Marilynn put her phone back to her ear and said, “Susan, I’m going to have to call you back.”
“Okay, bye-bye, Sweetie,” said Carl.
They both hit end on their cell phones at the same time. At some point, the new-message light on Marilynn’s phone began to blink.
JOE POPE STUCK his head over Jim Jackers’ cubicle just as Benny was coming to the good part in his story. Some of our cube walls were made of particleboard wrapped in a cheap orange or beige fiber and were so flimsy they wobbled from nothing more than the in-house draft. Other cube walls, like Jim’s, had been purchased just before the downturn and could withstand hurricane winds. Benny’s story came to an abrupt halt. Some of us departed Jim’s cube immediately, while the rest of us peered up at Joe nervously. Joe asked Jim if the mock-ups he was working on would be ready for the five o’clock pickup.
Joe had a tendency to interrupt. Sometimes it was a good thing. We could lose ourselves in one of Benny’s stories and the time would fly and then someone more important than Joe might come around and see us and that would be worse. We liked him at first, very early on. Then one day Karen Woo says, “I don’t like Joe Pope,” and she gives us her reasons. She goes on and on about it, for close to a half hour, a very spirited rant, until finally we had to excuse ourselves so we could get back to work. After that there was no doubt in anyone’s mind how Karen Woo felt about Joe Pope, and more than a few people agreed that she had a legitimate gripe — that if in fact the situation was as Karen reported it, Joe was not a likable person at all. It’s tough to say now what that gripe actually was. Let’s see, here. . trying to remember. . nope, not coming. Half the time we couldn’t remember three hours ago. Our memory in that place was not unlike that of goldfish. Goldfish who took a trip every night in a small clear bag of water and then returned in the morning to their bowl. What we recalled was that Karen didn’t let up on the story, day after day for an entire week, and when that week was over, we all had a better idea of Joe than we had gotten in his first three or four months.
Jim Jackers looked up from his computer. “Yeah, Joe, they’ll be ready,” he replied. “I’m putting the final touches on them now.”
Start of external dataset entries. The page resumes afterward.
//! Run configuration

use std::path::PathBuf;
use std::time::Duration;

use serde::{Deserialize, Serialize};

use super::{CliArgs, Config, ConfigError};

/// How frame-duration samples are taken
#[derive(Debug, Clone, Copy, PartialEq, Eq, Default, Serialize, Deserialize, clap::ValueEnum)]
#[serde(rename_all = "snake_case")]
pub enum FrameTimeSampling {
    /// One sample per reporting interval: the duration of the most recent frame
    #[default]
    PerInterval,
    /// One sample per rendered frame
    PerFrame,
}

impl FrameTimeSampling {
    /// Name used in exported configuration
    pub const fn as_str(self) -> &'static str {
        match self {
            Self::PerInterval => "per_interval",
            Self::PerFrame => "per_frame",
        }
    }
}

/// # Run Configuration
///
/// Everything one benchmark run needs to know, fixed before the scene is
/// built. Constructed once at startup and handed by reference to the scene
/// builder, the harness and the exporter.
#[derive(Debug, Clone, PartialEq, Serialize, Deserialize)]
#[serde(default)]
pub struct RunConfiguration {
    /// Objects per lattice axis (N); the scene holds N³ objects
    pub cube_dimension: u32,
    /// Gap between neighbouring objects, in object sizes
    pub cube_padding: f32,
    /// Run-time limit in seconds, 0 = unlimited
    pub seconds: f64,
    /// Frame-time sample limit, 0 = unlimited
    pub data_count: u32,
    /// Write the configuration artifact at shutdown
    pub export_conf: bool,
    /// Record and write the FPS series
    pub record_fps: bool,
    /// Record and write the frame-time series
    pub record_frame_time: bool,
    /// Frame-time sampling policy
    pub frame_time_sampling: FrameTimeSampling,
    /// Record the previous interval's FPS instead of the current one
    pub lagged_fps: bool,
    /// Render target width in pixels
    pub window_width: u32,
    /// Render target height in pixels
    pub window_height: u32,
    /// Directory the result artifacts are written to
    pub output_dir: PathBuf,
    /// Optional PNG used as the cube texture
    pub texture_path: Option<PathBuf>,
    /// Optional directory holding `shader.vert` and `shader.frag`
    pub shader_dir: Option<PathBuf>,
    /// Run without a window even when one is available
    pub headless: bool,
}

impl Default for RunConfiguration {
    fn default() -> Self {
        Self {
            cube_dimension: 10,
            cube_padding: 0.5,
            seconds: 0.0,
            data_count: 0,
            export_conf: false,
            record_fps: false,
            record_frame_time: false,
            frame_time_sampling: FrameTimeSampling::default(),
            lagged_fps: false,
            window_width: 800,
            window_height: 600,
            output_dir: PathBuf::from("."),
            texture_path: None,
            shader_dir: None,
            headless: false,
        }
    }
}

impl Config for RunConfiguration {}

impl RunConfiguration {
    /// Parse a flat command-line style string, e.g.
    /// `"--cube-dimension 20 --cube-padding 1.5 --seconds 30 --record-fps"`
    pub fn from_arg_string(args: &str) -> Result<Self, ConfigError> {
        CliArgs::parse_arg_string(args)?.into_run_configuration()
    }

    /// Check the invariants every consumer relies on
    pub fn validate(&self) -> Result<(), ConfigError> {
        if self.cube_dimension == 0 {
            return Err(invalid("cube_dimension", "must be at least 1"));
        }
        if !self.cube_padding.is_finite() || self.cube_padding < 0.0 {
            return Err(invalid("cube_padding", format!("must be a finite value >= 0, got {}", self.cube_padding)));
        }
        if !self.seconds.is_finite() || self.seconds < 0.0 {
            return Err(invalid("seconds", format!("must be a finite value >= 0, got {}", self.seconds)));
        }
        if Duration::try_from_secs_f64(self.seconds).is_err() {
            return Err(invalid("seconds", format!("{} is too large for a run-time limit", self.seconds)));
        }
        if self.window_width == 0 || self.window_height == 0 {
            return Err(invalid(
                "window size",
                format!("must be non-zero, got {}x{}", self.window_width, self.window_height),
            ));
        }
        Ok(())
    }

    /// Wall-clock budget, `None` when unlimited
    pub fn time_limit(&self) -> Option<Duration> {
        // Unrepresentable values are rejected by `validate`
        (self.seconds > 0.0)
            .then(|| Duration::try_from_secs_f64(self.seconds).ok())
            .flatten()
    }

    /// Frame-time sample budget, `None` when unlimited
    pub fn sample_limit(&self) -> Option<usize> {
        (self.data_count > 0).then_some(self.data_count as usize)
    }

    /// Width over height of the render target
    pub fn aspect_ratio(&self) -> f32 {
        self.window_width as f32 / self.window_height as f32
    }

    /// Ordered key/value pairs written by the configuration export
    pub fn to_key_values(&self) -> Vec<(&'static str, String)> {
        let optional_path = |path: &Option<PathBuf>| {
            path.as_ref().map_or_else(|| "none".to_string(), |p| p.display().to_string())
        };

        vec![
            ("cube_dimension", self.cube_dimension.to_string()),
            ("cube_padding", self.cube_padding.to_string()),
            ("object_count", (u64::from(self.cube_dimension).pow(3)).to_string()),
            ("seconds", self.seconds.to_string()),
            ("data_count", self.data_count.to_string()),
            ("export_conf", self.export_conf.to_string()),
            ("record_fps", self.record_fps.to_string()),
            ("record_frame_time", self.record_frame_time.to_string()),
            ("frame_time_sampling", self.frame_time_sampling.as_str().to_string()),
            ("lagged_fps", self.lagged_fps.to_string()),
            ("window_width", self.window_width.to_string()),
            ("window_height", self.window_height.to_string()),
            ("texture_path", optional_path(&self.texture_path)),
            ("shader_dir", optional_path(&self.shader_dir)),
        ]
    }
}

fn invalid(field: &'static str, reason: impl Into<String>) -> ConfigError {
    ConfigError::Invalid {
        field,
        reason: reason.into(),
    }
}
Jim’s remark was Joe’s cue to depart, but instead he lingered over the cube wall. This was between the time of his first promotion and his second. “Thanks, Jim,” he said. He looked at us. We held our ground. We didn’t want to be bullied back to our desks by Joe Pope when Benny was in the middle of a good story. “How is everybody?” asked Joe. We looked around. We shrugged. Pretty good, we told him. “Good,” he said. He finally left and we raised our brows at one another.